En todo procedía con mucha sabiduría, con igual castigo y recompensa, contra todos aquellos a quienes su virtuosa voluntad podía alcanzar con la ejecución; y cuando se enojaba con algunas personas, era... Castigado con un golpe suave; de ​​modo que su pesada carga era más venerada que temida por los hombres.
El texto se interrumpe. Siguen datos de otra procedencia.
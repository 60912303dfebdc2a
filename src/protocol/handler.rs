use std::collections::HashMap;
use std::time::{Duration, Instant};

use tracing::{debug, trace};

use super::frame::{checksum, CommandFrame};
use super::{send_handshake, Handshake};
use crate::core::{Result, MAX_PAYLOAD_SIZE};
use crate::transport::Port;

/// Default bound on the wait for a declared-length payload
pub const DEFAULT_PAYLOAD_TIMEOUT: Duration = Duration::from_millis(500);

/// Handler for a command that carries no payload
pub type ImmediateFn<D> = fn(&mut D, &CommandFrame, &mut dyn Port) -> Result<()>;

/// Handler for a command whose validated payload follows the frame
pub type PayloadFn<D> = fn(&mut D, &CommandFrame, &[u8], &mut dyn Port) -> Result<()>;

/// What a command code maps to
pub enum Operation<D> {
    /// Acknowledged at once, then executed
    Immediate(ImmediateFn<D>),
    /// Acknowledged only after `aux` payload bytes and their checksum check out
    Payload(PayloadFn<D>),
}

impl<D> Clone for Operation<D> {
    fn clone(&self) -> Self {
        *self
    }
}

impl<D> Copy for Operation<D> {}

/// Dispatch table from command code to operation
pub struct CommandTable<D> {
    operations: HashMap<u8, Operation<D>>,
}

impl<D> CommandTable<D> {
    pub fn new() -> Self {
        CommandTable {
            operations: HashMap::new(),
        }
    }

    /// Registers a command that takes no payload
    pub fn immediate(mut self, code: u8, handler: ImmediateFn<D>) -> Self {
        self.operations.insert(code, Operation::Immediate(handler));
        self
    }

    /// Registers a command that takes a payload of `aux` bytes
    pub fn payload(mut self, code: u8, handler: PayloadFn<D>) -> Self {
        self.operations.insert(code, Operation::Payload(handler));
        self
    }

    pub fn get(&self, code: u8) -> Option<Operation<D>> {
        self.operations.get(&code).copied()
    }

    pub fn len(&self) -> usize {
        self.operations.len()
    }

    pub fn is_empty(&self) -> bool {
        self.operations.is_empty()
    }
}

impl<D> Default for CommandTable<D> {
    fn default() -> Self {
        Self::new()
    }
}

/// A peripheral answering on the bus
pub trait Device: Sized {
    /// Bus id the device answers to
    fn device_id(&self) -> u8;

    /// Commands the device understands
    fn command_table() -> CommandTable<Self>;
}

/// Where an exchange currently is
#[derive(Debug, Clone, Copy, PartialEq, Eq)]
pub enum ExchangeState {
    /// Waiting for a command
    Idle,
    /// Looking the command up
    Dispatch,
    /// Reading a declared-length payload
    AwaitPayload,
    /// Running the command
    Execute,
}

/// How an exchange ended
#[derive(Debug, Clone, Copy, PartialEq, Eq)]
pub enum ExchangeOutcome {
    /// Command accepted and run
    Executed,
    /// Command code not in the table
    UnknownCommand,
    /// Declared payload exceeds `MAX_PAYLOAD_SIZE`
    PayloadTooLarge,
    /// Payload did not arrive in time
    PayloadTimeout,
    /// Payload checksum did not match
    ChecksumMismatch,
}

/// Runs one command exchange at a time against a device
pub struct FrameHandler<D: Device> {
    device: D,
    table: CommandTable<D>,
    state: ExchangeState,
    payload_timeout: Duration,
}

impl<D: Device> FrameHandler<D> {
    pub fn new(device: D) -> Self {
        Self::with_timeout(device, DEFAULT_PAYLOAD_TIMEOUT)
    }

    pub fn with_timeout(device: D, payload_timeout: Duration) -> Self {
        FrameHandler {
            device,
            table: D::command_table(),
            state: ExchangeState::Idle,
            payload_timeout,
        }
    }

    pub fn device(&self) -> &D {
        &self.device
    }

    pub fn device_mut(&mut self) -> &mut D {
        &mut self.device
    }

    pub fn state(&self) -> ExchangeState {
        self.state
    }

    /// Handles one command frame to completion
    ///
    /// Integrity faults and unknown commands are answered with `Nak` and
    /// reported through the outcome; only transport faults are returned as
    /// errors. The handler is back in `Idle` either way.
    pub fn process(&mut self, frame: &CommandFrame, port: &mut dyn Port) -> Result<ExchangeOutcome> {
        let result = self.exchange(frame, port);
        self.transition(ExchangeState::Idle);
        if let Ok(outcome) = &result {
            debug!("command {:#04x} on device {:#04x}: {:?}", frame.command, frame.device, outcome);
        }
        result
    }

    fn exchange(&mut self, frame: &CommandFrame, port: &mut dyn Port) -> Result<ExchangeOutcome> {
        self.transition(ExchangeState::Dispatch);

        let Some(operation) = self.table.get(frame.command) else {
            send_handshake(port, Handshake::Nak)?;
            return Ok(ExchangeOutcome::UnknownCommand);
        };

        match operation {
            Operation::Immediate(handler) => {
                send_handshake(port, Handshake::Ack)?;
                self.transition(ExchangeState::Execute);
                handler(&mut self.device, frame, port)?;
            }
            Operation::Payload(handler) => {
                let length = frame.aux() as usize;
                if length > MAX_PAYLOAD_SIZE {
                    send_handshake(port, Handshake::Nak)?;
                    return Ok(ExchangeOutcome::PayloadTooLarge);
                }

                self.transition(ExchangeState::AwaitPayload);
                let payload = match self.receive_payload(length, port)? {
                    Ok(payload) => payload,
                    Err(outcome) => {
                        send_handshake(port, Handshake::Nak)?;
                        return Ok(outcome);
                    }
                };

                send_handshake(port, Handshake::LateAck)?;
                self.transition(ExchangeState::Execute);
                handler(&mut self.device, frame, &payload, port)?;
            }
        }

        Ok(ExchangeOutcome::Executed)
    }

    /// Reads `length` payload bytes and the trailing checksum
    ///
    /// A zero-length payload has no data frame on the wire.
    fn receive_payload(
        &self,
        length: usize,
        port: &mut dyn Port,
    ) -> Result<std::result::Result<Vec<u8>, ExchangeOutcome>> {
        if length == 0 {
            return Ok(Ok(Vec::new()));
        }

        let mut buffer = vec![0u8; length + 1];
        if !read_within(port, &mut buffer, self.payload_timeout)? {
            return Ok(Err(ExchangeOutcome::PayloadTimeout));
        }

        let received = buffer[length];
        buffer.truncate(length);
        if checksum(&buffer) != received {
            return Ok(Err(ExchangeOutcome::ChecksumMismatch));
        }
        Ok(Ok(buffer))
    }

    fn transition(&mut self, next: ExchangeState) {
        if self.state != next {
            trace!("exchange {:?} -> {:?}", self.state, next);
            self.state = next;
        }
    }
}

/// Fills `buffer` from the port, giving up once `timeout` has passed
fn read_within(port: &mut dyn Port, buffer: &mut [u8], timeout: Duration) -> Result<bool> {
    let deadline = Instant::now() + timeout;
    let mut filled = 0;
    loop {
        let count = port.read(&mut buffer[filled..])?;
        filled += count;
        if filled == buffer.len() {
            return Ok(true);
        }

        let now = Instant::now();
        if now >= deadline {
            return Ok(false);
        }
        if count == 0 {
            port.poll(deadline - now)?;
        }
    }
}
En su nueva concubina, apartado del uso humano, comenzó a establecer en sí mismo todas las buenas condiciones que se pueden encontrar en un barón de nombre alabado, como si el tesoro de toda enseñanza estuviera escondido en él; de modo que el cuidado de las cosas virtuosas y su puesta en práctica le ocuparon inmediatamente tanto tiempo, mucho más del que su tierna edad requería.

Y como tales bondades no se usaban entre otros hombres, eran tenidas en gran estima entre ellos; de modo que albergaban tantas virtudes que aadur ni siquiera podía pensar que alguien pudiera albergar vicios; ni nadie podía hechizarlo si no era considerado malicioso; pero, aunque se esforzaba por ocultar su tan alabada fama, sus actos virtuosos eran heraldos de ella.

Extracto de Fernão Lopes, Crónica de S. João I, páginas 60 y 61, Seara Nova, 1967.